Under Intel, the following is true:
* Writes are buffered but are committed to memory in the same order they were issued. Thus write<->write conflicts are not an issue.
* Speculative reads may occur, but they occur from main memory into the L1 cache and thus still adhere to L1 cache protocols. Thus speculative reads are not an issue.
* The cpu may reorder non-conflicting reads. A non-conflicting read may be reordered from *before* a write to *after* a write, or from *after* a write to *before* a write.
This is an issue. This is the ONLY issue with intel hardware.

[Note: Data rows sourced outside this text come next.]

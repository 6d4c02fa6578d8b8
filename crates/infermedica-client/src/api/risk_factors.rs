//! Risk factors API.

use super::{Query, item_path};
use crate::client::{InfermedicaClient, RequestOptions};
use crate::error::Result;
use crate::types::{Age, RiskFactor};

/// Risk factors API client.
pub struct RiskFactorsApi {
    client: InfermedicaClient,
}

impl RiskFactorsApi {
    pub(crate) fn new(client: InfermedicaClient) -> Self {
        Self { client }
    }

    /// List all risk factors applicable to a patient of the given age.
    pub async fn list(&self, age: &Age, enable_triage_3: bool) -> Result<Vec<RiskFactor>> {
        let path = Query::new()
            .age(age)
            .flag("enable_triage_3", enable_triage_3)
            .to_path("risk_factors");
        self.client.get(&path, RequestOptions::new()).await
    }

    /// Get a risk factor by ID.
    pub async fn get(&self, id: &str, age: &Age) -> Result<RiskFactor> {
        let path = Query::new()
            .age(age)
            .to_path(&item_path("risk_factors", id)?);
        self.client.get(&path, RequestOptions::new()).await
    }
}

The purpose of the locked instruction is to prevent any possibility of reads being reordered from to after the MP lock is released.
There has been a huge amount of misinformation on the issue. I looked at both the linux kernel and the Freebsd mail archives and 90% of the messages posted entertaining one opinion or another were just plain wrong (and Linus agrees with me). We don't know whether the read reordering issue is real or not. We do know that none of the other issues brought up were real.
We aren't taking any chances with the read re-ordering issue and so we have a locked instruction.
The reason we use 0(%esp) for the locked memory address is because there is nearly a 100% chance that that address is already in our processor's L1 cache *AND* that we have (via the hardware cache protocol) exclusive ownership of the address, thus minimizing the cost of running the instruction.
The reason we do not use a locked instruction to actually release the MP lock is because:
(A) we don't have to, writes are ordered and we do not care if reads are reordered to occur before the write releasing the lock is committed.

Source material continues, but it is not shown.